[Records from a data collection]
____________

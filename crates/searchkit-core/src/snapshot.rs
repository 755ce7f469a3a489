//! Serialized form payload sent with a reload request.

use serde::Serialize;

use crate::dom::{self, Element};

/// Name/value pairs of every submitting control of a form, in document order.
///
/// Taken at the moment a reload is triggered and discarded once the request
/// completes.
#[derive(Debug, Clone, Default, PartialEq, Eq, Serialize)]
#[serde(transparent)]
pub struct FormSnapshot {
    pairs: Vec<(String, String)>,
}

impl FormSnapshot {
    /// Serialize the controls below `form` the way a browser builds form data.
    #[must_use]
    pub fn capture(form: &Element) -> Self {
        let pairs = form
            .find_all(dom::is_form_control)
            .into_iter()
            .flat_map(|control| {
                let name = control.attr("name").unwrap_or_default().to_string();
                dom::control_values(control)
                    .into_iter()
                    .map(move |value| (name.clone(), value))
            })
            .collect();
        Self { pairs }
    }

    /// Pairs in document order.
    #[must_use]
    pub fn pairs(&self) -> &[(String, String)] {
        &self.pairs
    }

    /// First value submitted under `name`.
    #[must_use]
    pub fn get(&self, name: &str) -> Option<&str> {
        self.pairs
            .iter()
            .find(|(key, _)| key == name)
            .map(|(_, value)| value.as_str())
    }

    /// Every value submitted under `name`.
    #[must_use]
    pub fn get_all(&self, name: &str) -> Vec<&str> {
        self.pairs
            .iter()
            .filter(|(key, _)| key == name)
            .map(|(_, value)| value.as_str())
            .collect()
    }

    /// Number of pairs.
    #[must_use]
    pub fn len(&self) -> usize {
        self.pairs.len()
    }

    /// Whether the form submits nothing.
    #[must_use]
    pub fn is_empty(&self) -> bool {
        self.pairs.is_empty()
    }
}
//! Logging setup using `tracing` and `tracing-subscriber`.
//!
//! The core crate only emits events; this module decides where they go.
//!
//! # Log Levels
//!
//! - `error`: failed reloads (transport errors, rejected fragments)
//! - `warn`: discarded responses, malformed persisted state
//! - `info`: command progress
//! - `debug`: event dispatch, fetches, swaps and reconciles
//! - `trace`: everything else
//!
//! # Usage
//!
//! ```ignore
//! use searchkit_cli::logging::{init_logging, LogConfig};
//!
//! let config = LogConfig::default().with_level(LevelFilter::DEBUG);
//! init_logging(&config).expect("init logging");
//! ```

use std::fs::OpenOptions;
use std::io::{self, Write};
use std::path::PathBuf;
use std::sync::{Arc, Mutex};

use tracing::level_filters::LevelFilter;
use tracing_subscriber::{
    EnvFilter,
    fmt::{self, MakeWriter},
    layer::SubscriberExt,
    util::SubscriberInitExt,
};

/// Crates whose events follow the configured level; everything else stays at
/// `warn`.
const OWN_CRATES: &[&str] = &["searchkit", "searchkit_cli", "searchkit_core"];

/// Configuration for logging behavior.
#[derive(Debug, Clone)]
pub struct LogConfig {
    /// Maximum level for this workspace's crates.
    pub level_filter: LevelFilter,
    /// Let `RUST_LOG` override the level when no explicit flag was given.
    pub use_env_filter: bool,
    /// Whether to include timestamps in log output.
    pub with_timestamps: bool,
    /// Whether to include target (module path) in log output.
    pub with_target: bool,
    /// Whether to use ANSI colors in output.
    pub with_ansi: bool,
    /// Output format.
    pub format: LogFormat,
    /// Optional log file path. When set, logs are appended to the file.
    pub log_file: Option<PathBuf>,
}

/// Log output format.
#[derive(Debug, Clone, Copy, Default, PartialEq, Eq)]
pub enum LogFormat {
    /// Human-readable pretty format with colors.
    #[default]
    Pretty,
    /// Compact single-line format.
    Compact,
    /// JSON format for machine parsing.
    Json,
}

impl Default for LogConfig {
    fn default() -> Self {
        Self {
            level_filter: LevelFilter::WARN,
            use_env_filter: true,
            with_timestamps: false,
            with_target: false,
            with_ansi: true,
            format: LogFormat::default(),
            log_file: None,
        }
    }
}

impl LogConfig {
    /// Set the level filter.
    #[must_use]
    pub fn with_level(mut self, level_filter: LevelFilter) -> Self {
        self.level_filter = level_filter;
        self
    }

    /// Enable or disable timestamps.
    #[must_use]
    pub fn with_timestamps(mut self, enable: bool) -> Self {
        self.with_timestamps = enable;
        self
    }

    /// Enable or disable ANSI colors.
    #[must_use]
    pub fn with_ansi(mut self, enable: bool) -> Self {
        self.with_ansi = enable;
        self
    }

    /// Set output format.
    #[must_use]
    pub fn with_format(mut self, format: LogFormat) -> Self {
        self.format = format;
        self
    }

    /// Set the log file path (writes to stderr when None).
    #[must_use]
    pub fn with_log_file(mut self, path: Option<PathBuf>) -> Self {
        self.log_file = path;
        self
    }

    /// The filter directives this configuration installs, ignoring `RUST_LOG`.
    #[must_use]
    pub fn directives(&self) -> String {
        let level = self.level_filter.to_string().to_lowercase();
        let mut directives = vec!["warn".to_string()];
        directives.extend(OWN_CRATES.iter().map(|krate| format!("{krate}={level}")));
        directives.join(",")
    }
}

/// Initialize the global tracing subscriber with the given configuration.
///
/// This should be called once at application startup.
///
/// # Errors
///
/// Returns an error if the log file cannot be opened.
///
/// # Panics
///
/// Panics if a global subscriber is already installed.
pub fn init_logging(config: &LogConfig) -> io::Result<()> {
    if let Some(path) = &config.log_file {
        let file = OpenOptions::new().create(true).append(true).open(path)?;
        init_logging_with_writer(config, SharedFileWriter::new(file));
    } else {
        init_logging_with_writer(config, io::stderr);
    }
    Ok(())
}

/// Initialize logging with a custom writer (useful for testing).
pub fn init_logging_with_writer<W>(config: &LogConfig, writer: W)
where
    W: for<'writer> MakeWriter<'writer> + Send + Sync + 'static,
{
    let filter = build_env_filter(config);

    match config.format {
        LogFormat::Json => {
            let layer = fmt::layer()
                .json()
                .with_writer(writer)
                .with_target(config.with_target);

            tracing_subscriber::registry()
                .with(filter)
                .with(layer)
                .init();
        }
        LogFormat::Compact => {
            let layer = fmt::layer()
                .compact()
                .with_writer(writer)
                .with_ansi(config.with_ansi)
                .with_target(config.with_target);

            if config.with_timestamps {
                tracing_subscriber::registry()
                    .with(filter)
                    .with(layer)
                    .init();
            } else {
                tracing_subscriber::registry()
                    .with(filter)
                    .with(layer.without_time())
                    .init();
            }
        }
        LogFormat::Pretty => {
            let layer = fmt::layer()
                .with_writer(writer)
                .with_ansi(config.with_ansi)
                .with_target(config.with_target);

            if config.with_timestamps {
                tracing_subscriber::registry()
                    .with(filter)
                    .with(layer)
                    .init();
            } else {
                tracing_subscriber::registry()
                    .with(filter)
                    .with(layer.without_time())
                    .init();
            }
        }
    }
}

#[derive(Clone)]
struct SharedFileWriter {
    file: Arc<Mutex<std::fs::File>>,
}

impl SharedFileWriter {
    fn new(file: std::fs::File) -> Self {
        Self {
            file: Arc::new(Mutex::new(file)),
        }
    }
}

struct SharedFileGuard {
    file: Arc<Mutex<std::fs::File>>,
}

impl Write for SharedFileGuard {
    fn write(&mut self, buf: &[u8]) -> io::Result<usize> {
        let mut guard = self
            .file
            .lock()
            .map_err(|_| io::Error::other("log file lock poisoned"))?;
        guard.write(buf)
    }

    fn flush(&mut self) -> io::Result<()> {
        let mut guard = self
            .file
            .lock()
            .map_err(|_| io::Error::other("log file lock poisoned"))?;
        guard.flush()
    }
}

impl<'a> MakeWriter<'a> for SharedFileWriter {
    type Writer = SharedFileGuard;

    fn make_writer(&'a self) -> Self::Writer {
        SharedFileGuard {
            file: Arc::clone(&self.file),
        }
    }
}

/// Build the `EnvFilter`, letting `RUST_LOG` win only when allowed.
fn build_env_filter(config: &LogConfig) -> EnvFilter {
    let fallback = || EnvFilter::new(config.directives());
    if config.use_env_filter {
        EnvFilter::try_from_default_env().unwrap_or_else(|_| fallback())
    } else {
        fallback()
    }
}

____________

Required work →
Could you find each line in the entries that contains the string "submitted" and copy it?

Worked solution →
    /// First value submitted under `name`.
    /// Every value submitted under `name`.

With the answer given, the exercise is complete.